-- Task data follows --
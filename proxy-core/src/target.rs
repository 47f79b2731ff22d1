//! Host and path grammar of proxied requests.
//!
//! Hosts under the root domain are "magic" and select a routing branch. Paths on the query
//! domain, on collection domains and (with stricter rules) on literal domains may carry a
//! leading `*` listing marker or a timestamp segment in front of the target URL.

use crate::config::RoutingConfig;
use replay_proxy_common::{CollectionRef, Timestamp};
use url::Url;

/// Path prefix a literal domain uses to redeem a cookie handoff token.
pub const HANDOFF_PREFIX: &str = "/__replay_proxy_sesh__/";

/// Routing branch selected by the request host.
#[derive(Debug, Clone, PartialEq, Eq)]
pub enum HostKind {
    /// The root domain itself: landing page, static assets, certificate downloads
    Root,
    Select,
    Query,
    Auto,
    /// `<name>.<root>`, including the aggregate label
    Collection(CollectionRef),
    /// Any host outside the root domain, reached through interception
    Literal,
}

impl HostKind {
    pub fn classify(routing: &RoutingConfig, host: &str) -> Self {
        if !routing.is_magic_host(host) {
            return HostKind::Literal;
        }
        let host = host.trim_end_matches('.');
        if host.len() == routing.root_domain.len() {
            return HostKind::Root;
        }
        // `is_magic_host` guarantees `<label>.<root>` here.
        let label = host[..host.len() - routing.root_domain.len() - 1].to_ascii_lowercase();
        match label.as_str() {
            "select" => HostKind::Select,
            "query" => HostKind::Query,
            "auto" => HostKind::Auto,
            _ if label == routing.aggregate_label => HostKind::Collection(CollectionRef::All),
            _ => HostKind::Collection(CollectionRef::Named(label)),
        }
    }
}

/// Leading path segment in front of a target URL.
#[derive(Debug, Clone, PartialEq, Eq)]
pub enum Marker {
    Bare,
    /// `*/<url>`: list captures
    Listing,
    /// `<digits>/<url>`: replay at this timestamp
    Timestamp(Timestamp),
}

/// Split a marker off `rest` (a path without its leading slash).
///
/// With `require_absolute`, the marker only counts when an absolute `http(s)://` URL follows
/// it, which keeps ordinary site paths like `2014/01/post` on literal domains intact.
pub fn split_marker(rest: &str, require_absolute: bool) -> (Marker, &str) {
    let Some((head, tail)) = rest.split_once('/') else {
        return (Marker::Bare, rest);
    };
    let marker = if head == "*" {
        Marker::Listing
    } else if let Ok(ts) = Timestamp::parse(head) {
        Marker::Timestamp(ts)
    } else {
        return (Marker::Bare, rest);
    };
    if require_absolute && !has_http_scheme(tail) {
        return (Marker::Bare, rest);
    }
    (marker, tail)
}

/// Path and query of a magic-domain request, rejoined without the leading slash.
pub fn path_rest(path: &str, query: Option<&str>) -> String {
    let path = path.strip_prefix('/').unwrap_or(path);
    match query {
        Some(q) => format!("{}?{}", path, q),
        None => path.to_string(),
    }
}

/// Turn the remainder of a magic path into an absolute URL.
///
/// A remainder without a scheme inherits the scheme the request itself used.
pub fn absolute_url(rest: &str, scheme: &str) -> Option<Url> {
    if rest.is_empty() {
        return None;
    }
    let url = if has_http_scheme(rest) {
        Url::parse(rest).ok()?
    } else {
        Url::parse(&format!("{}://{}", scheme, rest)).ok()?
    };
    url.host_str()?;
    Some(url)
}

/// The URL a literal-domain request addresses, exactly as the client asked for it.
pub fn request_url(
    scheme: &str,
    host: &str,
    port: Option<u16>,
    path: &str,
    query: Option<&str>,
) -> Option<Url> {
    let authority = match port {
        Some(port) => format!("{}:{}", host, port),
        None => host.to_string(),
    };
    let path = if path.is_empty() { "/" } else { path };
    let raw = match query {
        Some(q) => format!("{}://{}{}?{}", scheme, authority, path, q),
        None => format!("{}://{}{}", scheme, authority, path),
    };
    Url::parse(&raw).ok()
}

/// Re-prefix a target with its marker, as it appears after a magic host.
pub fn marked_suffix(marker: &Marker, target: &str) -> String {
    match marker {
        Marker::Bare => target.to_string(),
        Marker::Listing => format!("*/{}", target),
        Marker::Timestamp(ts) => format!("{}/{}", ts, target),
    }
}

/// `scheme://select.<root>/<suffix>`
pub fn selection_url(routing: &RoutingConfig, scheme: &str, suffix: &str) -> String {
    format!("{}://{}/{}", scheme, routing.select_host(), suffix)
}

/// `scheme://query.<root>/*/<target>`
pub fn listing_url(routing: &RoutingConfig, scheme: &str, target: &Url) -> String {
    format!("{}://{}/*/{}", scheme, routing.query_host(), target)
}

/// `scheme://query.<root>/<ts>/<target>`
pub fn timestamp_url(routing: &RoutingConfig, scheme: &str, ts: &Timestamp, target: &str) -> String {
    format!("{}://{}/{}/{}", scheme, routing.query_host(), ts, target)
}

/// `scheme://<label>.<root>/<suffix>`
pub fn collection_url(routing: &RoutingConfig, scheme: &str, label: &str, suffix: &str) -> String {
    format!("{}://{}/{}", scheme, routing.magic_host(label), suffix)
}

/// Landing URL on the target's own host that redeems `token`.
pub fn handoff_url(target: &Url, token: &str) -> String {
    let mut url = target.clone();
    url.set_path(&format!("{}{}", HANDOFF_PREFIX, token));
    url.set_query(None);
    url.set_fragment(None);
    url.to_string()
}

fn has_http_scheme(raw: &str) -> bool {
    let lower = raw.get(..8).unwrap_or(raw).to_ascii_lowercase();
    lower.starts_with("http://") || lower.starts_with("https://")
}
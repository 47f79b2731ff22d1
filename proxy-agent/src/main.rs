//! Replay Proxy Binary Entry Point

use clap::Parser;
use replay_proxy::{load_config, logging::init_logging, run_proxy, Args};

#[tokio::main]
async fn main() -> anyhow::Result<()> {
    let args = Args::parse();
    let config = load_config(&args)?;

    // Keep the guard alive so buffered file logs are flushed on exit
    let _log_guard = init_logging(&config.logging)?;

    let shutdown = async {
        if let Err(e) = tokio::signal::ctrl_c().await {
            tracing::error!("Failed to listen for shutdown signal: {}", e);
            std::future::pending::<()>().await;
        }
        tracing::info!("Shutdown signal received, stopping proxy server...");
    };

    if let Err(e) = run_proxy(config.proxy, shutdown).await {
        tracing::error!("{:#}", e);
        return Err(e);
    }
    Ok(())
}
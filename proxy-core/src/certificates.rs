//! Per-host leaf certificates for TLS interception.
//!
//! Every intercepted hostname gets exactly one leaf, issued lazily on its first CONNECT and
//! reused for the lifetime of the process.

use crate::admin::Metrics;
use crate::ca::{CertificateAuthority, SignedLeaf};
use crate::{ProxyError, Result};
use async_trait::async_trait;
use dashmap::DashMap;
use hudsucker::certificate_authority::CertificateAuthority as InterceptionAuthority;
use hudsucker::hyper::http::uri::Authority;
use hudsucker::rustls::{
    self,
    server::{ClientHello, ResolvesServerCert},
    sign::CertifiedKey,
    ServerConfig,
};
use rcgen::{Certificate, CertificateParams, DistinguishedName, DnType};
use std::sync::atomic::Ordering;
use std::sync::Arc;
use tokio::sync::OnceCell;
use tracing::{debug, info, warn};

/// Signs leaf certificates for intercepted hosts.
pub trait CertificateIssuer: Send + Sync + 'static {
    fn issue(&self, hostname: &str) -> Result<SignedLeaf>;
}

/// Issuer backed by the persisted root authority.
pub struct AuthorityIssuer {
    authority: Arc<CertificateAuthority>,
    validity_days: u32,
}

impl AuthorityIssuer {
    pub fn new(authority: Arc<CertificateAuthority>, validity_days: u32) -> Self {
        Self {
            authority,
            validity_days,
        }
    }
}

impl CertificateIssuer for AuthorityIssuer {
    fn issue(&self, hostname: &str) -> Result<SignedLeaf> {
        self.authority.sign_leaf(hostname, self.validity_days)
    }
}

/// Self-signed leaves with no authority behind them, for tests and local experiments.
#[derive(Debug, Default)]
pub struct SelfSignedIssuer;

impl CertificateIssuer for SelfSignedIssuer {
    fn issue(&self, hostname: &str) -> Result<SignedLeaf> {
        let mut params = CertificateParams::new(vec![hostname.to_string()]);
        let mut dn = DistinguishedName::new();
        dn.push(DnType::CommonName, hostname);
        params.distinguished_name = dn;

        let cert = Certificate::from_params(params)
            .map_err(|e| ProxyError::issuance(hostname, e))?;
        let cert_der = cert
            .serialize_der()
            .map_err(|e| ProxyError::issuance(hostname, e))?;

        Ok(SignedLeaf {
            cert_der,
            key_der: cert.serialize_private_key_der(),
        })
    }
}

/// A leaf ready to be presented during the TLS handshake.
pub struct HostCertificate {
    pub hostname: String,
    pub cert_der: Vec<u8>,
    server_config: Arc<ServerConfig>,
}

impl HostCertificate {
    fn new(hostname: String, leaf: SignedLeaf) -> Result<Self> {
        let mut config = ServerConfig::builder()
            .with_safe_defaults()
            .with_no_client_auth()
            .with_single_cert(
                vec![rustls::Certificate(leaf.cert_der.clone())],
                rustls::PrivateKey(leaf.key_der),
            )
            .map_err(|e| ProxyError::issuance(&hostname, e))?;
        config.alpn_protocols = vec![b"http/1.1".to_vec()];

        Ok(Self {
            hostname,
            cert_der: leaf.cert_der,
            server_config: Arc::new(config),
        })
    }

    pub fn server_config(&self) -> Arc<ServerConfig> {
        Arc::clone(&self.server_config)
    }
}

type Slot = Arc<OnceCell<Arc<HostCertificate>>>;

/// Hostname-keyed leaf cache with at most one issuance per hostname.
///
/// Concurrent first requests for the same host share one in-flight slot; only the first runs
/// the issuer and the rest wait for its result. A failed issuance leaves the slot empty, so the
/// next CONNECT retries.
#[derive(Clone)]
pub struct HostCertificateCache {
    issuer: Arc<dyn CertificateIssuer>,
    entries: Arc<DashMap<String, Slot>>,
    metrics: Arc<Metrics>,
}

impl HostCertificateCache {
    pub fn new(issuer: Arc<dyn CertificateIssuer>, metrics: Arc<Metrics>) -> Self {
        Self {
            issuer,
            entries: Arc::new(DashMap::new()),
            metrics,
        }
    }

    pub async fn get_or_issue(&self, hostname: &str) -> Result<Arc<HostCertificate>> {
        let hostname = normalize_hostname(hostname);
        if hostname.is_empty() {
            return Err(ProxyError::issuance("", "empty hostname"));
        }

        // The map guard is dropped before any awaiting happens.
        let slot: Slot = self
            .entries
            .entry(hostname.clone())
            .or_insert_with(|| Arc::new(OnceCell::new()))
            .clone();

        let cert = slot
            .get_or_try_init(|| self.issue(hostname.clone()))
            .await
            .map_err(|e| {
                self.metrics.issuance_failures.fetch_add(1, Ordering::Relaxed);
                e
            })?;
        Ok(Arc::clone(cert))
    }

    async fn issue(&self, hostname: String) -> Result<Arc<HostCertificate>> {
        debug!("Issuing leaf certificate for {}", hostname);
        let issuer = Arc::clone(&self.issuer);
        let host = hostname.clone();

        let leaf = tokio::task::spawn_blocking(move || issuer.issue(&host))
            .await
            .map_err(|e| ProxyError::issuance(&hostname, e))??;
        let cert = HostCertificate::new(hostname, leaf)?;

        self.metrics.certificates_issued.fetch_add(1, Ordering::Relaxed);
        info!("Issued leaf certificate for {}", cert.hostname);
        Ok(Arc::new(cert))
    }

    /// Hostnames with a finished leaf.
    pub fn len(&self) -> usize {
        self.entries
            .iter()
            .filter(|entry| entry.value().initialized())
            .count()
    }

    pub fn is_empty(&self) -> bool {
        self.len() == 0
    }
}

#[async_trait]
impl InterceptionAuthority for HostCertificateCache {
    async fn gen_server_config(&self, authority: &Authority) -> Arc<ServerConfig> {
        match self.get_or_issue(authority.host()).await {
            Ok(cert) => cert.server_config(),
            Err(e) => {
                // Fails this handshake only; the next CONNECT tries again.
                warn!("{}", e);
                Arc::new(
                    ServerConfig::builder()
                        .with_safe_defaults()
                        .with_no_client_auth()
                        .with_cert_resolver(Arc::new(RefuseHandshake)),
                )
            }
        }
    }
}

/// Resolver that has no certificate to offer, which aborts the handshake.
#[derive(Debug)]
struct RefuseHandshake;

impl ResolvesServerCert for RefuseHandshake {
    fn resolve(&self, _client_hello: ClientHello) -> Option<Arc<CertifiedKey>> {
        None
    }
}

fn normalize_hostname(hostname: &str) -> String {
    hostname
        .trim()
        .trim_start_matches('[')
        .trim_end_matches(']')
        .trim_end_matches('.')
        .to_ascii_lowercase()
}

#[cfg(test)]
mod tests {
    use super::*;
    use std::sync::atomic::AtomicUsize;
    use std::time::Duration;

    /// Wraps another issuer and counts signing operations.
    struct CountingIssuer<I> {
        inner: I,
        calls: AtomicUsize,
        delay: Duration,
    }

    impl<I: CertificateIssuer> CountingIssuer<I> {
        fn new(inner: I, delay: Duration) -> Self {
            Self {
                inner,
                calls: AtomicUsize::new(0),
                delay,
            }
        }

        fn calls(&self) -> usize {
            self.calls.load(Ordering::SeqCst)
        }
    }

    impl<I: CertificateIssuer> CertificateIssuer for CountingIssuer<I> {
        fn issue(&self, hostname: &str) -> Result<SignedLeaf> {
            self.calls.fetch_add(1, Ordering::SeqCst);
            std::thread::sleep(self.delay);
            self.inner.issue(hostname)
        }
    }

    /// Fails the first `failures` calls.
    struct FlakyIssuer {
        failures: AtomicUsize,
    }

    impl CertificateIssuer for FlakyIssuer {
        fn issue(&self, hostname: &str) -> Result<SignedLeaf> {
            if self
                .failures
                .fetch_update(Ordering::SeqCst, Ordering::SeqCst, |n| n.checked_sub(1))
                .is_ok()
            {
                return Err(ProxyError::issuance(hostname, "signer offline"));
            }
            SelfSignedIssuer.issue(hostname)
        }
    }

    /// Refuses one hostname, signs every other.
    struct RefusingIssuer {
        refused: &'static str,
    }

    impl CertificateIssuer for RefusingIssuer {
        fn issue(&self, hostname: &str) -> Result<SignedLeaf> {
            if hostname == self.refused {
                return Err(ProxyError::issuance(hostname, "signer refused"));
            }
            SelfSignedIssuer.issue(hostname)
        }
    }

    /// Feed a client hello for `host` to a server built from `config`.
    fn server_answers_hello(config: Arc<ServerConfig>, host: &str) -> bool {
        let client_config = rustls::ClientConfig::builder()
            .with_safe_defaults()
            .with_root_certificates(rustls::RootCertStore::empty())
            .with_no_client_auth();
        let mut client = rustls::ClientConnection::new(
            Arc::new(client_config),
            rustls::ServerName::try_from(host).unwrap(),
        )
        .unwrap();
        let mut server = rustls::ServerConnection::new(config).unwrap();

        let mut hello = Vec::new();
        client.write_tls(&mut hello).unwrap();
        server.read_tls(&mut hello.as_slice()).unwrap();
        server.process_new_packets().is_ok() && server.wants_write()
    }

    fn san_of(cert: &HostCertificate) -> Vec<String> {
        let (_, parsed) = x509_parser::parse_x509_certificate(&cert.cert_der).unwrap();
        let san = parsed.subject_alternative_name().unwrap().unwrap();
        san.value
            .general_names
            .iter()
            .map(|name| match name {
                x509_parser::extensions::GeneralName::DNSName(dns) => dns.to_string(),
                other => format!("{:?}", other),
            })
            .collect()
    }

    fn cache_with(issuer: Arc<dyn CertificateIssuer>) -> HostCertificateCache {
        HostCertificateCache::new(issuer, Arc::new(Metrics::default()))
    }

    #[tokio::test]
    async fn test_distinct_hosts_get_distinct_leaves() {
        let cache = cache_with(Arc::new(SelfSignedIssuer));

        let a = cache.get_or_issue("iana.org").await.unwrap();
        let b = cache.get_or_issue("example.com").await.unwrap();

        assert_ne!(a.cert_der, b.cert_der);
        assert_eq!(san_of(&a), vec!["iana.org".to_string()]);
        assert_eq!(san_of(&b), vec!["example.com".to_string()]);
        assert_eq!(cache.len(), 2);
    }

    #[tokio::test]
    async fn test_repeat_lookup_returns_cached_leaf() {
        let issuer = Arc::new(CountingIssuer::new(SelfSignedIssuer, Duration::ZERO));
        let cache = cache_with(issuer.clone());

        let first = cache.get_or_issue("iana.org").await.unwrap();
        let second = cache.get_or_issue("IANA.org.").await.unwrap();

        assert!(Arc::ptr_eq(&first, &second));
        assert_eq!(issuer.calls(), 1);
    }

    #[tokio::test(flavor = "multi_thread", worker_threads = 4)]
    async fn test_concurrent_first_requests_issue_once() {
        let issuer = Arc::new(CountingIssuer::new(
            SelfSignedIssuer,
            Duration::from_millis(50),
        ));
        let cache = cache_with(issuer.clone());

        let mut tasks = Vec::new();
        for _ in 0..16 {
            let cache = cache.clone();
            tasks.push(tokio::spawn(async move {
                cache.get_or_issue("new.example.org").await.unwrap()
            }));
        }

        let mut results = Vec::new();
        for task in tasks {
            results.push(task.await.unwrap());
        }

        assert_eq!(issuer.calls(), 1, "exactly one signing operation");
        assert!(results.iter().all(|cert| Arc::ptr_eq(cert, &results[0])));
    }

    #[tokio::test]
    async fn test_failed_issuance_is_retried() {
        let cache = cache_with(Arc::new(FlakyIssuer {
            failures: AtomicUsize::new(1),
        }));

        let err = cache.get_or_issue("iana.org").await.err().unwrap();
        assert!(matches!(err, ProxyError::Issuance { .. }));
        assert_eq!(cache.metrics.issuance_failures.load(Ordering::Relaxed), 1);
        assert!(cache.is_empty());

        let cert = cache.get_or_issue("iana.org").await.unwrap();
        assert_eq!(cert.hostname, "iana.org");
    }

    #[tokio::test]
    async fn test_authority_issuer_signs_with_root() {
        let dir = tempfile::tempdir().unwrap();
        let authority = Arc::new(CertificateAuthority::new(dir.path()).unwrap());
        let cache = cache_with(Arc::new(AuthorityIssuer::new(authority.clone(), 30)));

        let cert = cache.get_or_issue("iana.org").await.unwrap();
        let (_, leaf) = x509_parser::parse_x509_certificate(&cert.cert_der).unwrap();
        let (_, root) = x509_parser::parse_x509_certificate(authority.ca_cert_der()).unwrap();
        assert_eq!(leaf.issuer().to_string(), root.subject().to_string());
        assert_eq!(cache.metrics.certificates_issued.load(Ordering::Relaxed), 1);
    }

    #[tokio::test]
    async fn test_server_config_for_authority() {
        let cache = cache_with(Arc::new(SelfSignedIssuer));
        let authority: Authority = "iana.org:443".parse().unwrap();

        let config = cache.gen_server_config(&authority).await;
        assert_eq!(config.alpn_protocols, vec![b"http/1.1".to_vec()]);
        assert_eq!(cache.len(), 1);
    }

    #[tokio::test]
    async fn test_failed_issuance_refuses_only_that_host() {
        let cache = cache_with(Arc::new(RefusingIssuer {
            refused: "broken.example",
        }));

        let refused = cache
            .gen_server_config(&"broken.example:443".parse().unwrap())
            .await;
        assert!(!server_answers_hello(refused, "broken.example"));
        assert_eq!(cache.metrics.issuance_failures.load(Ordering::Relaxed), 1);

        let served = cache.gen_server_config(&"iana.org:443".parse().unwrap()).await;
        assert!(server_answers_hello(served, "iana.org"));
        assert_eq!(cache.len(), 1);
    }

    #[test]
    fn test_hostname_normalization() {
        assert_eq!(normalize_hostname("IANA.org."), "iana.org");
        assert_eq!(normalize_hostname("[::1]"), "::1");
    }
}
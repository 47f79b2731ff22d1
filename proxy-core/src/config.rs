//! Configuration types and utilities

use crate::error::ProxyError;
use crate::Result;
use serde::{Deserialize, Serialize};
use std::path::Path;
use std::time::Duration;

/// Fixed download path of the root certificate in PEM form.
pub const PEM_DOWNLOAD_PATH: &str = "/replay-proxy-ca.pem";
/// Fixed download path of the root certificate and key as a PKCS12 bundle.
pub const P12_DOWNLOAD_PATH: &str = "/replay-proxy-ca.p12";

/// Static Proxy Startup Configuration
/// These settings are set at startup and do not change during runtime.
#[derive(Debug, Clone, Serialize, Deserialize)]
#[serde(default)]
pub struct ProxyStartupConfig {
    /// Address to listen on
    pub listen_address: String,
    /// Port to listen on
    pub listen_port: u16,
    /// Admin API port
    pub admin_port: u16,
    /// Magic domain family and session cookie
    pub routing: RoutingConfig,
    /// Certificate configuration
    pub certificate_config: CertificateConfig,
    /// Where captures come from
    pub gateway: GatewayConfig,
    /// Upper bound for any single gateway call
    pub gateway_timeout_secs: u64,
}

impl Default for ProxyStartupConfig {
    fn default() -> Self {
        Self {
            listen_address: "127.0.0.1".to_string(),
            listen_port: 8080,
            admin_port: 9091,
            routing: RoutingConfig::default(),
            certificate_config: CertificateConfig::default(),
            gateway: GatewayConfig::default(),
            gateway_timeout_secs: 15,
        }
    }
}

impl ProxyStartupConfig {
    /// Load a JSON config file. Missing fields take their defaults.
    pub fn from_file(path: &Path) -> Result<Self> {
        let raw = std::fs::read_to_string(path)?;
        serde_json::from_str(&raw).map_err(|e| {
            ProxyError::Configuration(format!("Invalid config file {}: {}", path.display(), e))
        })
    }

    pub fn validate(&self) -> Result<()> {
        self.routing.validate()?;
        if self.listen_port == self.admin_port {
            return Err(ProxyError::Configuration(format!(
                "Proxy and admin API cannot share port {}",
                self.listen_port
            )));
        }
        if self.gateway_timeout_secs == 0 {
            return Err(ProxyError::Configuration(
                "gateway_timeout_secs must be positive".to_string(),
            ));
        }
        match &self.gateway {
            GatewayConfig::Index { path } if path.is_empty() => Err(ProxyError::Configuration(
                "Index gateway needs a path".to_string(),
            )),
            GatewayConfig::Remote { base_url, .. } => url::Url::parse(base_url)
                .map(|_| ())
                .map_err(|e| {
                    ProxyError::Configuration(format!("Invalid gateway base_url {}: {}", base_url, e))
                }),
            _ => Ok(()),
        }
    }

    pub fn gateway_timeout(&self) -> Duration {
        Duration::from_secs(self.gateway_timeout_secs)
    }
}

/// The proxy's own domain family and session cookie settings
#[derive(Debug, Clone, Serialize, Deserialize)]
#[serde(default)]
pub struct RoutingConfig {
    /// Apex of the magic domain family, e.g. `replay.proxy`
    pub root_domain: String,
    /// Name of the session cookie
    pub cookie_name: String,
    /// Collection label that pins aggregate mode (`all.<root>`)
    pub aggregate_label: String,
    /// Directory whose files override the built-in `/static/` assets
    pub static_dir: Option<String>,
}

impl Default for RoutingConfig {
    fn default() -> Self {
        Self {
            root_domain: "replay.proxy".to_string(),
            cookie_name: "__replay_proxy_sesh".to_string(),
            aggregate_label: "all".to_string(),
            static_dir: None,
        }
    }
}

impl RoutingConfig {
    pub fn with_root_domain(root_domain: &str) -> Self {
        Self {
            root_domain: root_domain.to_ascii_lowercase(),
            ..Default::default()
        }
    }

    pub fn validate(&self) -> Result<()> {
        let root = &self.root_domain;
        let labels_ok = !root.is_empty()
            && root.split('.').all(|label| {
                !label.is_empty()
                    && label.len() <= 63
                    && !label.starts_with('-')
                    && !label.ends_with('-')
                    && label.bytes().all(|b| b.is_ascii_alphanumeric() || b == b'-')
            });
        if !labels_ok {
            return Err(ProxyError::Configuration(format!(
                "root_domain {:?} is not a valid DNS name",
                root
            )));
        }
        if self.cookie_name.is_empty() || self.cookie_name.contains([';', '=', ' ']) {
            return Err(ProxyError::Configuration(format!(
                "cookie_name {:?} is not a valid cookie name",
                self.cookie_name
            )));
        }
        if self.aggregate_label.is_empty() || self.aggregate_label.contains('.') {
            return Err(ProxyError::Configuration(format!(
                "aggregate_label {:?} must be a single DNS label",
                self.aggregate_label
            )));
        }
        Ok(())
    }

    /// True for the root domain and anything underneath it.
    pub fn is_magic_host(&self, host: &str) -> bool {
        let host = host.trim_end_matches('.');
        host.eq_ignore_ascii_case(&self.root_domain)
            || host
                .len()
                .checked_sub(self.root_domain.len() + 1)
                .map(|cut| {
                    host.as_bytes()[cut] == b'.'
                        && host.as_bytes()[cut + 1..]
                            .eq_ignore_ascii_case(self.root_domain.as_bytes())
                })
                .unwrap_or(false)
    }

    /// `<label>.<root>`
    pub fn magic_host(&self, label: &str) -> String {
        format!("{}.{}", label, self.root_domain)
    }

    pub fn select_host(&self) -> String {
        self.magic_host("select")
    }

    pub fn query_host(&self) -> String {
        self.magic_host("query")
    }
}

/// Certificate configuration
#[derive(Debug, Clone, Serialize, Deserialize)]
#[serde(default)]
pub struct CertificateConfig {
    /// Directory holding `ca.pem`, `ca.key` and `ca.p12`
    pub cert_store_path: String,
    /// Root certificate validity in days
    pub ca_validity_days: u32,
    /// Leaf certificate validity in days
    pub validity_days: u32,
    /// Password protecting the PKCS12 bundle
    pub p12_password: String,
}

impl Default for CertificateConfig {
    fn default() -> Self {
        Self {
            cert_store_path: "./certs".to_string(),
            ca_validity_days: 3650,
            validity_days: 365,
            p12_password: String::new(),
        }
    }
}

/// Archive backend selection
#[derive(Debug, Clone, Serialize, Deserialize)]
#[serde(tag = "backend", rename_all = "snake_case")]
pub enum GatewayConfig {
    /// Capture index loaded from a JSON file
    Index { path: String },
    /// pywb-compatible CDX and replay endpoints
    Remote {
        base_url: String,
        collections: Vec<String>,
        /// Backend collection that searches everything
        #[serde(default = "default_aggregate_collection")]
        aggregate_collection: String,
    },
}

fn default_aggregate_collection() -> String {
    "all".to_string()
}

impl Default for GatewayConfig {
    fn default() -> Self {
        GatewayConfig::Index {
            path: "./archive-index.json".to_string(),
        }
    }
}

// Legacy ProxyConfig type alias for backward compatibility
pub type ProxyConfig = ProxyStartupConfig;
-- Task data concluded --
**What this task involves:**
In the entries above, locate every line with the word "InterceptionAuthority" and copy it.

**Answer to this problem:**
use hudsucker::certificate_authority::CertificateAuthority as InterceptionAuthority;
impl InterceptionAuthority for HostCertificateCache {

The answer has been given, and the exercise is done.